Source data:
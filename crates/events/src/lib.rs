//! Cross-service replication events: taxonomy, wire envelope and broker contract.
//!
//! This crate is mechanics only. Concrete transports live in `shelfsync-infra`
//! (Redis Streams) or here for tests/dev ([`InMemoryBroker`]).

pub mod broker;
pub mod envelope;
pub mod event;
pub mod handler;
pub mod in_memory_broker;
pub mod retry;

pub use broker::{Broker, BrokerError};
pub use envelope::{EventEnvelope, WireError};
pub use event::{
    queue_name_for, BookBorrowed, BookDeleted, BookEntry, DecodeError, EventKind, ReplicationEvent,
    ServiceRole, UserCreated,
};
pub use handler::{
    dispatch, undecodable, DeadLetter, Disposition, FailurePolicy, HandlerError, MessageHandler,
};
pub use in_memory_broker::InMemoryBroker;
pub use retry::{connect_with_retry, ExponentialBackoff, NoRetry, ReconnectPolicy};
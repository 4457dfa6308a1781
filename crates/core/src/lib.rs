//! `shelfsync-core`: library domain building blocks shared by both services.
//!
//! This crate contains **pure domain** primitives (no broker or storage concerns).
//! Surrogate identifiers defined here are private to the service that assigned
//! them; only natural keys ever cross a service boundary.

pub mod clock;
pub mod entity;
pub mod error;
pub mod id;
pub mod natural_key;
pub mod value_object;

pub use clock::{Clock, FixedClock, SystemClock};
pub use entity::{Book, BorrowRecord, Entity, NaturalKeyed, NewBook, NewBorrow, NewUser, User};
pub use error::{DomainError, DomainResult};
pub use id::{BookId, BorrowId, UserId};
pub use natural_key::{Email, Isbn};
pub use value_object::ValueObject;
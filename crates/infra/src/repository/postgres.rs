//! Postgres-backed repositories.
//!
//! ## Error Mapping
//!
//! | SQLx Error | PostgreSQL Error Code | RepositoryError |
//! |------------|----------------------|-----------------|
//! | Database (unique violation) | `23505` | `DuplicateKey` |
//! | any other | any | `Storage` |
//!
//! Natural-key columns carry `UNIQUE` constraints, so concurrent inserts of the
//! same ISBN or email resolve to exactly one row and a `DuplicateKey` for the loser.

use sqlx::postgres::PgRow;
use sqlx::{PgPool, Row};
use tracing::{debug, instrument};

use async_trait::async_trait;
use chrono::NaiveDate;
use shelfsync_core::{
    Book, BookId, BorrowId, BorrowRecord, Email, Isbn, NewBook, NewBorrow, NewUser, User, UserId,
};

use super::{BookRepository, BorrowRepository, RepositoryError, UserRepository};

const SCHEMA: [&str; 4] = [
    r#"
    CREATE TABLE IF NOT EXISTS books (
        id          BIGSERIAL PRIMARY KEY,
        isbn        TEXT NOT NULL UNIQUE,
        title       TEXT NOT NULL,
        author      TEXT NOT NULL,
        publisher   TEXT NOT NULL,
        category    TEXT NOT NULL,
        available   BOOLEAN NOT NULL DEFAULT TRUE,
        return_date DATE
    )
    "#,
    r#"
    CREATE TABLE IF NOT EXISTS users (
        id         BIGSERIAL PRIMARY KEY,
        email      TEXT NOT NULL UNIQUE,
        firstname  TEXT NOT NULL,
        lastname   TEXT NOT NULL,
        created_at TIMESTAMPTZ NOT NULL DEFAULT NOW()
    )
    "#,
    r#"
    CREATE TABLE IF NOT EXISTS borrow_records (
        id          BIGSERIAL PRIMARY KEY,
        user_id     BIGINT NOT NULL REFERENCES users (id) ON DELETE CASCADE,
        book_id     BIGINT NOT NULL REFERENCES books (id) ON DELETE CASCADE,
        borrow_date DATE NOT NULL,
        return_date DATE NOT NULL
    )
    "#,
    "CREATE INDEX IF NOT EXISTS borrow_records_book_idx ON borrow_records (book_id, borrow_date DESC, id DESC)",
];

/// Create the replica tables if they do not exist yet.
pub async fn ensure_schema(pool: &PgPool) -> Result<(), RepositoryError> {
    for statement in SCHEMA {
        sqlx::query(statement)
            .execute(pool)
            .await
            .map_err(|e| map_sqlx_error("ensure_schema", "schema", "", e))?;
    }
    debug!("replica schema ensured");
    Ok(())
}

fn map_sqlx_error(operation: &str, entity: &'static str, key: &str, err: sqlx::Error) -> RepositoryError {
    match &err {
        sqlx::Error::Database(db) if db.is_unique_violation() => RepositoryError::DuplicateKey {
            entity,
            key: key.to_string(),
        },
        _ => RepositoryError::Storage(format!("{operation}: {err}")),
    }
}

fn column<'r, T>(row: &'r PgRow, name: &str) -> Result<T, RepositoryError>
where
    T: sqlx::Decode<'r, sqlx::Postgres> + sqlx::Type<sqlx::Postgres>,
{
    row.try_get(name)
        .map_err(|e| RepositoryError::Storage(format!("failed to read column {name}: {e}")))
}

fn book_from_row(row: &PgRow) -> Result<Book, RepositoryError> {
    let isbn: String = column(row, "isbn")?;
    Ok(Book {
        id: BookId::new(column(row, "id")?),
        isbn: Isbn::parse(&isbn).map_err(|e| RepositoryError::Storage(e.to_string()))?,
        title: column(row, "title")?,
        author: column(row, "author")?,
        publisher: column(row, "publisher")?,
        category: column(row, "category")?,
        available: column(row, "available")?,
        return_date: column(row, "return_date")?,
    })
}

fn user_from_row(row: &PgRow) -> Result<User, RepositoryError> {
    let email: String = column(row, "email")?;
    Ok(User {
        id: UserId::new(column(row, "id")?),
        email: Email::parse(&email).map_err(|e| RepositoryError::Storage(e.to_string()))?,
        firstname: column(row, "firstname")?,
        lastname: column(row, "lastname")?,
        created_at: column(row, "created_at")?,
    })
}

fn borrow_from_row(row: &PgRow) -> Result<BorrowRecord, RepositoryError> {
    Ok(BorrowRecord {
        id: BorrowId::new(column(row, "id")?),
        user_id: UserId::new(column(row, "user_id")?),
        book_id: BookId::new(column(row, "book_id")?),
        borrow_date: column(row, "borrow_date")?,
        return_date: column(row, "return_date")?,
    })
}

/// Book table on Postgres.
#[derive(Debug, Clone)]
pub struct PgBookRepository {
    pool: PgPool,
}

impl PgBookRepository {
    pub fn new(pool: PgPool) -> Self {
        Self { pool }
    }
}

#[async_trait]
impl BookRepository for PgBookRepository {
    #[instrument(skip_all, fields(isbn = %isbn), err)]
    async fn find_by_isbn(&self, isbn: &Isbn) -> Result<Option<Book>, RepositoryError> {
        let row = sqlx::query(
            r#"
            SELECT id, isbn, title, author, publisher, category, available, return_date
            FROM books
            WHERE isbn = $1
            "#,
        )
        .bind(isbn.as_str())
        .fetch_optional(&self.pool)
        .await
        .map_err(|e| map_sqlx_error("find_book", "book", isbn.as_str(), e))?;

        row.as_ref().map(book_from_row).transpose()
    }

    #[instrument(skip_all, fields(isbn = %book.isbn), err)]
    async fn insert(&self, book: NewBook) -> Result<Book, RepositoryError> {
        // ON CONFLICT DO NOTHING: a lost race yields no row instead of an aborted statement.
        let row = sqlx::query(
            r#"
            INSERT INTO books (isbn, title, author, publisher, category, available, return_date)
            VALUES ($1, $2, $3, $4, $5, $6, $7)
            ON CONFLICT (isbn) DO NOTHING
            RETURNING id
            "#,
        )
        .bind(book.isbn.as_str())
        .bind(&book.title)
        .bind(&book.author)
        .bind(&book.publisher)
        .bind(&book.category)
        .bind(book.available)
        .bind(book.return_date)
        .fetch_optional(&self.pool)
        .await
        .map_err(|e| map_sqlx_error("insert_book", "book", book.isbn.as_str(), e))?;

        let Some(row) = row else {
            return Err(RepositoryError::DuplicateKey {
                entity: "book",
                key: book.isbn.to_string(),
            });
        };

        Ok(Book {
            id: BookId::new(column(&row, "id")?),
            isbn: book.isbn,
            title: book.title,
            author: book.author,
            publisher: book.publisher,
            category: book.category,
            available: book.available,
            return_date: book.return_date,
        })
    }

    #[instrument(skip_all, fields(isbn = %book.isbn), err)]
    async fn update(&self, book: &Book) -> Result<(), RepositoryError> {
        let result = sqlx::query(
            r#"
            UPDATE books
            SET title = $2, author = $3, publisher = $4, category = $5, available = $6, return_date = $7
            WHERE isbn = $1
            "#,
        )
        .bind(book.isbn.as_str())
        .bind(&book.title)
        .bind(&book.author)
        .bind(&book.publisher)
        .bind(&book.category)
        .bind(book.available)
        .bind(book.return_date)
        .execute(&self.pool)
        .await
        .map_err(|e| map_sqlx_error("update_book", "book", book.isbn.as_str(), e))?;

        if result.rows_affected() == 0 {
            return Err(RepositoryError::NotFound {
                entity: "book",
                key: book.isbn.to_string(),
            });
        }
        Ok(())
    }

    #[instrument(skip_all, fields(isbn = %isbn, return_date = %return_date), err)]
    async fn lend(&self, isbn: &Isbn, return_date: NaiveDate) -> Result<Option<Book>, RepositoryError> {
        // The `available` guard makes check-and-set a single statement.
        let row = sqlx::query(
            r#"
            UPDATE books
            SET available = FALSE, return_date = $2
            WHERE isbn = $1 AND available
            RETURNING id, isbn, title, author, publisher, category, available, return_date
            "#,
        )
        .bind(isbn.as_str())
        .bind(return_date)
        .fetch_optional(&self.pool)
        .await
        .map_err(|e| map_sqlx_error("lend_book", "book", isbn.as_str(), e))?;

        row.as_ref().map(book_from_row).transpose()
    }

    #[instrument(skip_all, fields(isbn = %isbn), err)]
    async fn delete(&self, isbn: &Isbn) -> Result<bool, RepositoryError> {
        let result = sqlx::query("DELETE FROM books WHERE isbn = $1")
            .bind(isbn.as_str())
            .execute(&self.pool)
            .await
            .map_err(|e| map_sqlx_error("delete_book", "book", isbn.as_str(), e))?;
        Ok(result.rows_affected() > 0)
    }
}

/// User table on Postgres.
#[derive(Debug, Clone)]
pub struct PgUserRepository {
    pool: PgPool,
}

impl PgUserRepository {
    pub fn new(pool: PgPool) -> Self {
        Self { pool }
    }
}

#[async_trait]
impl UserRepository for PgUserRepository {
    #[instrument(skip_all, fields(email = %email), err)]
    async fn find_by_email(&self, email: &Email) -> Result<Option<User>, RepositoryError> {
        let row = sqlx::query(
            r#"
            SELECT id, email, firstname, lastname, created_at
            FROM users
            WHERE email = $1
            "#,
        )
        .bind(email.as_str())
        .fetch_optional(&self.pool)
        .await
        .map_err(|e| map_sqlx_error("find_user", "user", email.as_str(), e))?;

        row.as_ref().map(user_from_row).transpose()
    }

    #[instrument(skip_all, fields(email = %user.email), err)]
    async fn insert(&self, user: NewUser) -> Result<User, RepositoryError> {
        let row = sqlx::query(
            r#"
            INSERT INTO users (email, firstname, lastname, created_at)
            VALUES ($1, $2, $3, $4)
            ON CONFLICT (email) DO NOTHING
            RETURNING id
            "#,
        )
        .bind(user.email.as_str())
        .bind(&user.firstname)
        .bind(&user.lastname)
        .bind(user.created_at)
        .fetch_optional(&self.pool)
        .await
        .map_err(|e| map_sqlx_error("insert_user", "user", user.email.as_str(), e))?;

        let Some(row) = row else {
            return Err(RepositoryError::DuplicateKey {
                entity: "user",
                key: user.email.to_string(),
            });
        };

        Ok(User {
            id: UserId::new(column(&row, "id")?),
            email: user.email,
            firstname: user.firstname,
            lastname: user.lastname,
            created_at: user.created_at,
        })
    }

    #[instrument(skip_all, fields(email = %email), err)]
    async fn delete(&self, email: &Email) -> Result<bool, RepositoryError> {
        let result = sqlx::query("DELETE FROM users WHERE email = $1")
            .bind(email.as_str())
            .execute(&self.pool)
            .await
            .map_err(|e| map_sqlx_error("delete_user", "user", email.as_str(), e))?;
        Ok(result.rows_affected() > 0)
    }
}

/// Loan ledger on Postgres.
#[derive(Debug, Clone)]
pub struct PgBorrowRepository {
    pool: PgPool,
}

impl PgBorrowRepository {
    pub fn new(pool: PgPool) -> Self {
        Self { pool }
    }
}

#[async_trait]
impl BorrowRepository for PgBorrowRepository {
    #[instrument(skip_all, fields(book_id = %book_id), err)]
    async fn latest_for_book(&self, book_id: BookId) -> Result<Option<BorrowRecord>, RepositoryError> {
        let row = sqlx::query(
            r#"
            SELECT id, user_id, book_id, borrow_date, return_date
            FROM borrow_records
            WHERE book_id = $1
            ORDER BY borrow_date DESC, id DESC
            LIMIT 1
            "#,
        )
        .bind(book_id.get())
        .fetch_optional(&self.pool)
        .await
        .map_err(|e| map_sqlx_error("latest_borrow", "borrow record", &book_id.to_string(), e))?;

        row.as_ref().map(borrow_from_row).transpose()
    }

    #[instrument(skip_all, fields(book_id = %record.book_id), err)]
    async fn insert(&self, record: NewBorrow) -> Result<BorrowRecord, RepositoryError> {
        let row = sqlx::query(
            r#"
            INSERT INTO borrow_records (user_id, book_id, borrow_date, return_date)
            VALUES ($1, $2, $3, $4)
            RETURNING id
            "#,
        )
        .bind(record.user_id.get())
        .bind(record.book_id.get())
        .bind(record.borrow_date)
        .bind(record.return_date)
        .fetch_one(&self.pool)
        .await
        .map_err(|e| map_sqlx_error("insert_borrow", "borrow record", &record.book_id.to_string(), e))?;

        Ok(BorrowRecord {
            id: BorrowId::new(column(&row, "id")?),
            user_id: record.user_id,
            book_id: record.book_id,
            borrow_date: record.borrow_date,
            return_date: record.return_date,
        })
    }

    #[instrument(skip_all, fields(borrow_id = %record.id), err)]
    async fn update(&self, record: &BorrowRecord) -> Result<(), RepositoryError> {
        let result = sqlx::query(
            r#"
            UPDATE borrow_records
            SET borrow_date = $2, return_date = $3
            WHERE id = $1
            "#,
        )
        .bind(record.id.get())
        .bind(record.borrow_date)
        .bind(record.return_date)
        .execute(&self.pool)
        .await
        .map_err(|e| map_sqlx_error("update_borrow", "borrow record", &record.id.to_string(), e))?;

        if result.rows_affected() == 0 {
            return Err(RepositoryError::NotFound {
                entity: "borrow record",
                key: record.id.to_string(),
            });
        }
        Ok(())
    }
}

## EXERCISE INSTRUCTIONS
Every line with "This" in it should be copied from the entries above.

## YOUR RESPONSE
//! This crate is mechanics only. Concrete transports live in `shelfsync-infra`
//! This crate contains **pure domain** primitives (no broker or storage concerns).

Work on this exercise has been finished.